Die Verteidiger Zschäpes ärgern sich auch über die Bundesanwaltschaft. In ihrem Antrag verlangen sie, Götzl solle bei Generalbundesanwalt Harald Range darauf hinwirken, zwei seiner Leute im Prozess, Bundesanwalt Herbert Diemer und Oberstaatsanwältin Anette Greger, abzulösen. Die Anwälte werfen Diemer vor, er erschwere ihnen die Einsicht in Ermittlungsakten von Staatsanwaltschaften in mehreren Bundesländern zu Anschlägen und Raubüberfällen des NSU. Und Greger wird vorgehalten, sie habe den Verteidigern die Herausgabe der vom Bundeskriminalamt erstellten Liste mit 129 Namen aus dem NSU-Komplex verweigert. Auf der Liste stehen neben Zschäpe und den weiteren Angeklagten auch andere Beschuldigte sowie mögliche Kontaktpersonen des NSU und seines Umfelds.
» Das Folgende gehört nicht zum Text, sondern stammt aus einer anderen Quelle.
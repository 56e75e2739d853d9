//! Closing quiz: a fixed list of questions answered in order.
//!
//! DESIGN
//! ======
//! Picking an option shows feedback immediately and commits the answer after
//! `FEEDBACK_MS`. Only one pick per question is accepted; later clicks in the
//! feedback window are dropped. `restart` cancels any uncommitted answer so a
//! stale commit cannot land in the fresh run.

#[cfg(test)]
#[path = "quiz_test.rs"]
mod quiz_test;

use crate::state::Transition;
use crate::util::scheduler::{Scheduler, Sequencer, TimerId};

pub const FEEDBACK_MS: u64 = 1_000;

#[derive(Clone, Copy, Debug, PartialEq, Eq)]
pub struct Question {
    pub prompt: &'static str,
    pub options: &'static [&'static str],
    pub correct: usize,
}

pub const QUESTIONS: &[Question] = &[
    Question {
        prompt: "What is the primary goal of a CDN?",
        options: &[
            "To host the database of the application",
            "To reduce latency by serving content from closer locations",
            "To replace the need for an Origin server completely",
            "To generate dynamic API responses faster",
        ],
        correct: 1,
    },
    Question {
        prompt: "If an Edge server does not have the requested file, what is it called?",
        options: &["Cache Hit", "Cache Miss", "Server Timeout", "404 Error"],
        correct: 1,
    },
    Question {
        prompt: "Does a CDN increase or decrease the load on the Origin server?",
        options: &[
            "It increases load significantly",
            "It has no effect on load",
            "It decreases load significantly (Offloading)",
            "It only decreases load for databases",
        ],
        correct: 2,
    },
];

/// How an option button is painted.
#[derive(Clone, Copy, Debug, Default, PartialEq, Eq)]
pub enum OptionFeedback {
    /// Nothing picked yet; clickable.
    #[default]
    Neutral,
    Correct,
    Wrong,
    Dimmed,
}

#[derive(Clone, Copy, Debug, PartialEq, Eq)]
pub struct Commit;

#[derive(Clone, Debug)]
pub struct QuizState {
    questions: &'static [Question],
    current: usize,
    score: usize,
    selected: Option<usize>,
    show_results: bool,
    pending: Option<TimerId>,
    scheduler: Scheduler<Commit>,
}

impl Default for QuizState {
    fn default() -> Self {
        Self::new()
    }
}

impl QuizState {
    #[must_use]
    pub fn new() -> Self {
        Self::with_questions(QUESTIONS)
    }

    #[must_use]
    pub fn with_questions(questions: &'static [Question]) -> Self {
        Self {
            questions,
            current: 0,
            score: 0,
            selected: None,
            show_results: questions.is_empty(),
            pending: None,
            scheduler: Scheduler::new(),
        }
    }

    #[must_use]
    pub fn current_index(&self) -> usize {
        self.current
    }

    #[must_use]
    pub fn score(&self) -> usize {
        self.score
    }

    #[must_use]
    pub fn selected(&self) -> Option<usize> {
        self.selected
    }

    #[must_use]
    pub fn show_results(&self) -> bool {
        self.show_results
    }

    #[must_use]
    pub fn total(&self) -> usize {
        self.questions.len()
    }

    /// Question being answered, or `None` once results are showing.
    #[must_use]
    pub fn question(&self) -> Option<&'static Question> {
        if self.show_results {
            return None;
        }
        self.questions.get(self.current)
    }

    pub fn select(&mut self, option: usize) -> Transition {
        if self.selected.is_some() {
            return Transition::Ignored;
        }
        let Some(question) = self.question() else {
            return Transition::Ignored;
        };
        if option >= question.options.len() {
            return Transition::Ignored;
        }
        self.selected = Some(option);
        self.pending = Some(self.scheduler.schedule(FEEDBACK_MS, Commit));
        Transition::Applied
    }

    pub fn restart(&mut self) {
        if let Some(id) = self.pending.take() {
            self.scheduler.cancel(id);
        }
        self.current = 0;
        self.score = 0;
        self.selected = None;
        self.show_results = self.questions.is_empty();
    }

    #[must_use]
    pub fn option_feedback(&self, option: usize) -> OptionFeedback {
        let (Some(selected), Some(question)) = (self.selected, self.question()) else {
            return OptionFeedback::Neutral;
        };
        if option == question.correct {
            OptionFeedback::Correct
        } else if option == selected {
            OptionFeedback::Wrong
        } else {
            OptionFeedback::Dimmed
        }
    }

    #[must_use]
    pub fn is_perfect(&self) -> bool {
        self.score == self.questions.len()
    }

    #[must_use]
    pub fn progress_label(&self) -> String {
        format!("Question {} of {}", self.current + 1, self.questions.len())
    }

    #[must_use]
    pub fn headline(&self) -> &'static str {
        if self.is_perfect() { "Perfect Score!" } else { "Quiz Complete" }
    }

    #[must_use]
    pub fn summary(&self) -> String {
        format!("You scored {} out of {}.", self.score, self.questions.len())
    }

    fn commit(&mut self) {
        self.pending = None;
        let (Some(selected), Some(question)) = (self.selected, self.question()) else {
            return;
        };
        if selected == question.correct {
            self.score += 1;
        }
        if self.current + 1 < self.questions.len() {
            self.current += 1;
        } else {
            self.show_results = true;
        }
        self.selected = None;
    }
}

impl Sequencer for QuizState {
    type Event = Commit;

    fn scheduler(&self) -> &Scheduler<Commit> {
        &self.scheduler
    }

    fn scheduler_mut(&mut self) -> &mut Scheduler<Commit> {
        &mut self.scheduler
    }

    fn on_event(&mut self, _event: Commit) {
        self.commit();
    }
}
Der Strafsenat entschied am Mittwoch noch nicht über den Antrag. Götzl sprach allerdings einen weiteren, heiklen Punkt an. Er hatte am Dienstag angeregt, über eine Abtrennung des Falles „Nagelbombenanschlag in Köln“ vom NSU-Prozess zu sprechen, sollte sich die Zahl der Nebenkläger noch deutlich erhöhen – was nichts auszuschließen ist, da bis kurz vor dem Prozessbeginn laufend Anmeldungen eingingen. Bei dem Anschlag im Jahr 2004 wurden mehr als 20 Menschen meist türkischer Herkunft verletzt. Mehrere Opfer und Angehörige sind im Prozess vertreten, es könnten aber weitere Nebenkläger hinzukommen.  Mehrere Nebenklage-Anwälte lehnten am Mittwoch eine Abtrennung vehement ab, da sie befürchten, das Verfahren zum Nagelbombenanschlag werde dann eingestellt.

Laut Strafprozessordnung kann auf eine Strafe für ein Delikt verzichtet werden, wenn sie im Vergleich zur Strafe für eine andere Tat „nicht beträchtlich ins Gewicht fällt“. Sollte also Zschäpe wegen der von der Bundesanwaltschaft angeklagten Mittäterschaft bei den Morden des NSU zu lebenslanger Haft verurteilt werden, könnte ein Prozess wegen des Anschlags in Köln unnötig erscheinen. Die Idee des Richters habe seinen Mandanten „erheblich schockiert“, sagte der Anwalt eines Opfers. Eine Anwältin mahnte Götzl, „das Gericht muss sich entscheiden, ob es einen Prozess gegen die Opfer führen will“. Mehrere Anwälten verwiesen darauf, dass bereits jetzt, am dritten Prozesstag, etwa 40 Plätze in dem für Nebenkläger reservierten Bereich nicht besetzt seien.